The House Education Policy Committee got a snapshot of the state’s past, present and anticipated future education spending Wednesday. The takeaway? Minnesota’s state funding formula is complicated.
Tim Strom, with the nonpartisan House Research Department, and Emily Adriaens from the Nonpartisan House Fiscal Analysis Department, walked through a handful of documents outlining general education revenue, a list of school districts with certified levies, and broke down spending by E-12 programs and state agencies.
General education funding formula
Accounting for 41 percent of Minnesota’s base General Fund budget, the state will spend over $9.6 billion on education in Fiscal Year 2019, and more than $18.84 billion during the 2018-19 biennium. This amount is strictly in the form of state aid and doesn’t include levies.
“When we are talking about General Fund spending, education almost always makes up the majority of it,” Adriaens explained. “If you look at it on an all funds basis, then health and human services uses more federal spending, so that would have a larger percentage of the pie.
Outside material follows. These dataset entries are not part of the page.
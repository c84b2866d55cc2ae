use setsuna::{evaluate, Value};

fn eval(source: &str) -> Value {
    evaluate(source, "<test>").unwrap_or_else(|e| panic!("evaluation failed: {e}"))
}

/// The canonical printed form of the program's result.
fn shows(source: &str) -> String {
    eval(source).to_string()
}

fn eval_err(source: &str) -> String {
    match evaluate(source, "<test>") {
        Ok(value) => panic!("expected failure, got {value}"),
        Err(e) => e.to_string(),
    }
}

#[test]
fn arithmetic_and_precedence() {
    assert_eq!(shows("1 + 2 * 3"), "7");
    assert_eq!(shows("(1 + 2) * 3"), "9");
    assert_eq!(shows("10 - 2 - 3"), "5");
    assert_eq!(shows("7 / 2"), "3");
    assert_eq!(shows("7 % 3"), "1");
    assert_eq!(shows("-3 + 1"), "-2");
}

#[test]
fn float_contagion() {
    assert_eq!(shows("1 + 2.5"), "3.5");
    assert_eq!(shows("7.0 / 2"), "3.5");
    assert_eq!(shows("2.0 * 3"), "6.0");
}

#[test]
fn division_by_zero_fails() {
    assert!(eval_err("1 / 0").contains("division by zero"));
    assert!(eval_err("1 % 0").contains("division by zero"));
}

#[test]
fn string_concatenation() {
    assert_eq!(shows("\"foo\" + \"bar\""), "\"foobar\"");
    assert!(eval_err("\"foo\" + 1").contains("expected a number"));
}

#[test]
fn comparisons_and_equality() {
    assert_eq!(shows("1 < 2"), "true");
    assert_eq!(shows("2 <= 2"), "true");
    assert_eq!(shows("1 > 2"), "false");
    assert_eq!(shows("1 == 1.0"), "false");
    assert_eq!(shows("1 < 1.5"), "true");
    assert_eq!(shows("[1, [2, 3]] == [1, [2, 3]]"), "true");
    assert_eq!(shows("(1, \"a\") != (1, \"b\")"), "true");
}

#[test]
fn logical_operators_require_bools() {
    assert_eq!(shows("true && false"), "false");
    assert_eq!(shows("false || true"), "true");
    assert_eq!(shows("!false"), "true");
    assert!(eval_err("1 && true").contains("expected a boolean"));
}

#[test]
fn short_circuit_skips_the_right_side() {
    let source = "fn boom() { error(\"should not happen\") }\nfalse && boom()";
    assert_eq!(shows(source), "false");

    let source = "fn boom() { error(\"should not happen\") }\ntrue || boom()";
    assert_eq!(shows(source), "true");
}

#[test]
fn let_evaluates_to_the_bound_value() {
    assert_eq!(shows("let x = 41 + 1"), "42");
    assert_eq!(shows("let x = 1\nlet y = x + 1\ny"), "2");
}

#[test]
fn assignment_rebinds_and_returns() {
    assert_eq!(shows("let x = 1\nx = x + 1\nx"), "2");
    assert!(eval_err("y = 1").contains("undefined variable: y"));
}

#[test]
fn const_bindings_reject_assignment_and_redeclaration() {
    let err = eval_err("const k = 1\nk = 2");
    assert!(err.contains("cannot assign to constant"));

    let err = eval_err("const k = 1\nlet k = 2");
    assert!(err.contains("cannot redeclare constant"));

    // The failed assignment must not have changed the binding.
    assert_eq!(shows("const k = 1\nk"), "1");
}

#[test]
fn undefined_variable_reports_location() {
    let err = eval_err("1\nmissing");
    assert!(err.contains("<test>:2:1"));
    assert!(err.contains("undefined variable: missing"));
}

#[test]
fn blocks_scope_and_evaluate_to_the_last_expression() {
    assert_eq!(shows("{ let x = 1\n  x + 1 }"), "2");
    // Shadowing inside a block leaves the outer binding intact.
    assert_eq!(shows("let x = 1\n{ let x = 2\n  x }\nx"), "1");
    assert_eq!(shows("str({})"), "\"()\"");
}

#[test]
fn if_without_else_is_unit() {
    assert_eq!(shows("str(if false { 1 })"), "\"()\"");
    assert_eq!(shows("if true { 1 } else { 2 }"), "1");
    assert_eq!(shows("if false { 1 } else if true { 2 } else { 3 }"), "2");
}

#[test]
fn while_loops() {
    let source = "let i = 0\nlet total = 0\nwhile i < 5 {\n  total = total + i\n  i = i + 1\n}\ntotal";
    assert_eq!(shows(source), "10");
    // A loop whose condition is false from the start is unit.
    assert_eq!(shows("str(while false { 1 })"), "\"()\"");
}

#[test]
fn for_loops_iterate_lists() {
    let source = "let total = 0\nfor x in range(1, 5) { total = total + x }\ntotal";
    assert_eq!(shows(source), "10");
    // The loop's value is the final body value.
    assert_eq!(shows("for x in [1, 2, 3] { x * 2 }"), "6");
    assert!(eval_err("for x in 3 { x }").contains("expected a list"));
}

#[test]
fn closures_capture_their_environment() {
    let source = "fn make_adder(x) { (y) => x + y }\nlet add3 = make_adder(3)\nadd3(10)";
    assert_eq!(shows(source), "13");
}

#[test]
fn captures_observe_later_assignment() {
    // The closure reads the variable at call time, not a snapshot.
    let source = "let x = 1\nfn get() { x }\nx = 10\nget()";
    assert_eq!(shows(source), "10");
}

#[test]
fn recursion_resolves_through_the_name() {
    let source = "fn fact(n) { if n <= 1 { 1 } else { n * fact(n - 1) } }\nfact(5)";
    assert_eq!(shows(source), "120");
}

#[test]
fn call_arity_is_checked() {
    let err = eval_err("fn two(a, b) { a }\ntwo(1)");
    assert!(err.contains("wrong number of arguments: expected 2, got 1"));

    let err = eval_err("len(1, 2)");
    assert!(err.contains("wrong number of arguments"));

    let err = eval_err("let x = 3\nx(1)");
    assert!(err.contains("cannot call non-function"));
}

#[test]
fn lists_and_builtins() {
    assert_eq!(shows("[1, 2, 3]"), "[1, 2, 3]");
    assert_eq!(shows("head([1, 2])"), "1");
    assert_eq!(shows("tail([1, 2, 3])"), "[2, 3]");
    assert_eq!(shows("cons(0, [1, 2])"), "[0, 1, 2]");
    assert_eq!(shows("append([1], 2)"), "[1, 2]");
    assert_eq!(shows("concat([1], [2, 3])"), "[1, 2, 3]");
    assert_eq!(shows("reverse([1, 2, 3])"), "[3, 2, 1]");
    assert_eq!(shows("nth([10, 20], 1)"), "20");
    assert_eq!(shows("len([1, 2, 3])"), "3");
    assert!(eval_err("head([])").contains("empty list"));
    assert!(eval_err("nth([1], 5)").contains("out of bounds"));
}

#[test]
fn tuples_index_by_field() {
    assert_eq!(shows("(1, 2.5, \"s\").2"), "\"s\"");
    assert_eq!(shows("(1, 2).0"), "1");
    assert!(eval_err("(1, 2).9").contains("out of bounds"));
    assert!(eval_err("(1, 2).x").contains("invalid tuple index"));
}

#[test]
fn records_preserve_insertion_order() {
    assert_eq!(shows("{ b: 1, a: 2 }"), "{ b: 1, a: 2 }");
    assert_eq!(shows("let p = { x: 1, y: 2 }\np.x + p.y"), "3");
    assert!(eval_err("{ x: 1 }.z").contains("unknown field: z"));
    // Duplicate fields overwrite in place.
    assert_eq!(shows("{ a: 1, b: 2, a: 3 }"), "{ a: 3, b: 2 }");
}

#[test]
fn maps_keep_insertion_order_and_structural_keys() {
    assert_eq!(shows("%{ \"b\": 1, \"a\": 2 }"), "%{ \"b\": 1, \"a\": 2 }");
    // Overwriting keeps the original position.
    assert_eq!(shows("%{ \"a\": 1, \"b\": 2, \"a\": 9 }"), "%{ \"a\": 9, \"b\": 2 }");
    // Arbitrary keys compare structurally.
    assert_eq!(shows("map_get(%{ (1, 2): \"x\" }, (1, 2))"), "\"x\"");
    assert_eq!(shows("map_has(%{ [1]: true }, [1])"), "true");
    assert_eq!(shows("map_size(map_set(%{}, \"k\", 1))"), "1");
    assert_eq!(shows("map_keys(%{ \"a\": 1, \"b\": 2 })"), "[\"a\", \"b\"]");
    assert_eq!(shows("map_values(%{ \"a\": 1, \"b\": 2 })"), "[1, 2]");
    assert_eq!(shows("map_size(map_remove(%{ \"a\": 1 }, \"a\"))"), "0");
    assert!(eval_err("map_get(%{}, 1)").contains("key not found"));
}

#[test]
fn conversions() {
    assert_eq!(shows("str(42)"), "\"42\"");
    assert_eq!(shows("str(1.5)"), "\"1.5\"");
    assert_eq!(shows("int(3.9)"), "3");
    assert_eq!(shows("int(\"17\")"), "17");
    assert_eq!(shows("float(2)"), "2.0");
    assert!(eval_err("int(\"xyz\")").contains("cannot convert"));
}

#[test]
fn string_builtins() {
    assert_eq!(shows("len(\"hello\")"), "5");
    assert_eq!(shows("uppercase(\"hi\")"), "\"HI\"");
    assert_eq!(shows("substr(\"hello\", 1, 3)"), "\"ell\"");
    assert_eq!(shows("split(\"a,b,c\", \",\")"), "[\"a\", \"b\", \"c\"]");
    assert_eq!(shows("join([1, 2], \"-\")"), "\"1-2\"");
    assert_eq!(shows("trim(\"  x \")"), "\"x\"");
    assert_eq!(shows("contains(\"hello\", \"ell\")"), "true");
    assert_eq!(shows("starts_with(\"hello\", \"he\")"), "true");
    assert_eq!(shows("replace(\"aaa\", \"a\", \"b\")"), "\"baa\"");
    assert_eq!(shows("replace_all(\"aaa\", \"a\", \"b\")"), "\"bbb\"");
    assert_eq!(shows("char_at(\"abc\", 1)"), "\"b\"");
    assert_eq!(shows("index_of(\"hello\", \"llo\")"), "2");
    assert_eq!(shows("index_of(\"hello\", \"x\")"), "-1");
    assert_eq!(shows("chars(\"ab\")"), "[\"a\", \"b\"]");
}

#[test]
fn math_builtins() {
    assert_eq!(shows("abs(-5)"), "5");
    assert_eq!(shows("floor(3.7)"), "3");
    assert_eq!(shows("ceil(3.2)"), "4");
    assert_eq!(shows("round(3.5)"), "4");
    assert_eq!(shows("min(2, 5)"), "2");
    assert_eq!(shows("max(2.5, 1)"), "2.5");
    assert_eq!(shows("sqrt(9.0)"), "3.0");
    assert_eq!(shows("pow(2.0, 10.0)"), "1024.0");
    assert_eq!(shows("sin(0)"), "0.0");
}

#[test]
fn sort_and_compare() {
    assert_eq!(shows("sort([3, 1, 2])"), "[1, 2, 3]");
    assert_eq!(shows("sort([\"b\", \"a\"])"), "[\"a\", \"b\"]");
    assert_eq!(shows("sort([2.5, 1])"), "[1, 2.5]");
    assert_eq!(shows("compare(1, 2)"), "-1");
    assert_eq!(shows("compare(\"b\", \"a\")"), "1");
    assert_eq!(shows("compare(3, 3)"), "0");
    assert!(eval_err("sort([true, false])").contains("sort"));
}

#[test]
fn type_predicates() {
    assert_eq!(shows("is_int(1)"), "true");
    assert_eq!(shows("is_float(1.0)"), "true");
    assert_eq!(shows("is_string(\"s\")"), "true");
    assert_eq!(shows("is_list([])"), "true");
    assert_eq!(shows("is_tuple((1, 2))"), "true");
    assert_eq!(shows("is_record({ a: 1 })"), "true");
    assert_eq!(shows("is_map(%{})"), "true");
    assert_eq!(shows("is_fn(len)"), "true");
    assert_eq!(shows("is_fn((x) => x)"), "true");
    assert_eq!(shows("is_int(\"1\")"), "false");
}

#[test]
fn range_is_half_open() {
    assert_eq!(shows("range(0, 4)"), "[0, 1, 2, 3]");
    assert_eq!(shows("range(3, 3)"), "[]");
}

#[test]
fn error_and_assert() {
    assert!(eval_err("error(\"boom\")").contains("boom"));
    assert_eq!(shows("str(assert(1 == 1, \"fine\"))"), "\"()\"");
    assert!(eval_err("assert(1 == 2, \"bad math\")").contains("assertion failed: bad math"));
}

#[test]
fn adt_constructors_and_printing() {
    let source = "type Color { Red, Green, Blue }\nRed";
    assert_eq!(shows(source), "Red");

    let source = "type Option { None, Some(Int) }\nSome(42)";
    assert_eq!(shows(source), "Some(42)");

    let source = "type Pair { MkPair(Int, Int) }\nMkPair(1, 2) == MkPair(1, 2)";
    assert_eq!(shows(source), "true");

    let err = eval_err("type Option { None, Some(Int) }\nSome(1, 2)");
    assert!(err.contains("wrong number of arguments"));
}

#[test]
fn inline_modules() {
    let source = "module Math {\n  fn double(x) { x * 2 }\n  let twelve = 12\n}\nMath.double(Math.twelve)";
    assert_eq!(shows(source), "24");

    let err = eval_err("module M { let x = 1 }\nM.missing");
    assert!(err.contains("unknown member: missing in module M"));
}

#[test]
fn functions_are_values() {
    assert_eq!(shows("fn id(x) { x }\nstr(id)"), "\"<fn>\"");
    assert_eq!(shows("str(len)"), "\"<builtin:len>\"");
    let source = "fn apply(f, x) { f(x) }\napply((n) => n + 1, 41)";
    assert_eq!(shows(source), "42");
}

#[test]
fn callable_values_are_never_structurally_equal() {
    assert_eq!(shows("((x) => x) == ((x) => x)"), "false");
    assert_eq!(shows("let f = (x) => x\nf == f"), "true");
    assert_eq!(shows("len == len"), "true");
}

mod ast_level {
    //! The surface grammar does not produce interpolated strings,
    //! constructor calls, or module-qualified access; they are part of the
    //! tree model and are evaluated when built directly.

    use setsuna::ast::expression::{Expr, InterpolatedPart};
    use setsuna::error::SourceLocation;
    use setsuna::interpreter::Evaluator;

    fn loc() -> SourceLocation {
        SourceLocation::default()
    }

    #[test]
    fn interpolated_strings_render_parts_in_order() {
        let mut evaluator = Evaluator::with_builtins();
        let globals = evaluator.globals().clone();

        let expr = Expr::InterpolatedStr(
            vec![
                InterpolatedPart::Text("x = ".into()),
                InterpolatedPart::Expr(Expr::Int(42, loc())),
                InterpolatedPart::Text(", s = ".into()),
                // Embedded strings render without quotes.
                InterpolatedPart::Expr(Expr::Str("hi".into(), loc())),
            ],
            loc(),
        );

        let value = evaluator.eval_expr(&expr, &globals).unwrap();
        assert_eq!(value.to_string(), "\"x = 42, s = hi\"");
    }

    #[test]
    fn constructor_call_builds_an_adt_value() {
        let mut evaluator = Evaluator::with_builtins();
        let globals = evaluator.globals().clone();

        let expr = Expr::Constructor {
            type_name: "Option".into(),
            ctor_name: "Some".into(),
            args: vec![Expr::Int(1, loc())],
            location: loc(),
        };

        let value = evaluator.eval_expr(&expr, &globals).unwrap();
        assert_eq!(value.to_string(), "Some(1)");
    }

    #[test]
    fn module_qualified_access_reads_exports() {
        let mut evaluator = Evaluator::with_builtins();
        let globals = evaluator.globals().clone();

        let tokens = setsuna::lexer::tokenize("module M { let answer = 42 }", "<test>").unwrap();
        let program = setsuna::parser::parse(tokens).unwrap();
        evaluator.eval_program(&program).unwrap();

        let expr = Expr::ModuleAccess {
            module: "M".into(),
            member: "answer".into(),
            location: loc(),
        };
        let value = evaluator.eval_expr(&expr, &globals).unwrap();
        assert_eq!(value.to_string(), "42");

        let missing = Expr::ModuleAccess {
            module: "M".into(),
            member: "nope".into(),
            location: loc(),
        };
        assert!(evaluator.eval_expr(&missing, &globals).is_err());
    }
}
But when we’re just talking about General Funds spending, K-12 is the biggest piece of the pie.”
The biggest piece of that goes to general education via a funding formula that provides a base of $6,312 for each student. The base amount typically increases year-to-year, however, Strom noted that the increase is not tied to inflation.
The remainder of the general education aid is dispersed based on over a dozen characteristics of districts and the students they serve. If a district is small, has declining student populations, and/or experiences transportation scarcity, all of these factors can result in additional funding. Likewise, each student who is an English language learner and/or talented and gifted receives additional aid, and the list goes on and on. The different variables and the monies associated with them, make for a complex general education funding formula.
Rep. Glenn Gruenhagen (R-Glencoe) asked if Minnesota’s neighboring states have a similar general education formula, while Rep. Dean Urdahl (R-Grove City) questioned the number of adjustments and variables that go into the education funding calculation.
“There are a lot of pluses and minuses, but really it’s not difficult math, it’s mainly lots and lots of different programs,” Strom said. “And the proliferation is often because somebody has a really good idea and says, ‘there should be money for this,’ even if it’s a small amount of money.
“I give legislators a lot of credit. I think that most legislators look through those spreadsheets and they say, ‘These are the programs I like, and these are the ones that I think maybe next year we should do something about.’”
Special education and other expenses
Special education funding, to the tune of $1.5 billion in Fiscal Year 2019, is the second largest education expenditure. This money is used to help cover the cost of federally mandated special education programming. Even with the aid, districts often find they need to use General Fund monies to cover the remainder of those mandated costs. This is referred to as the special education cross subsidy.
General education and special education comprise 92 percent of the state’s education budget. The remaining funds go to the following E-12 programs and state agencies and academies:
Rep. Cheryl Youakim (DFL-Hopkins), the committee chair, said reviewing the education funding information is an important part of understanding how policy can create unintended consequences and will help them in their future policy making.
“I think what we’re finding, and I wanted people to realize, is how much policy effects funding. And I think that we’re definitely getting to that point,” she said.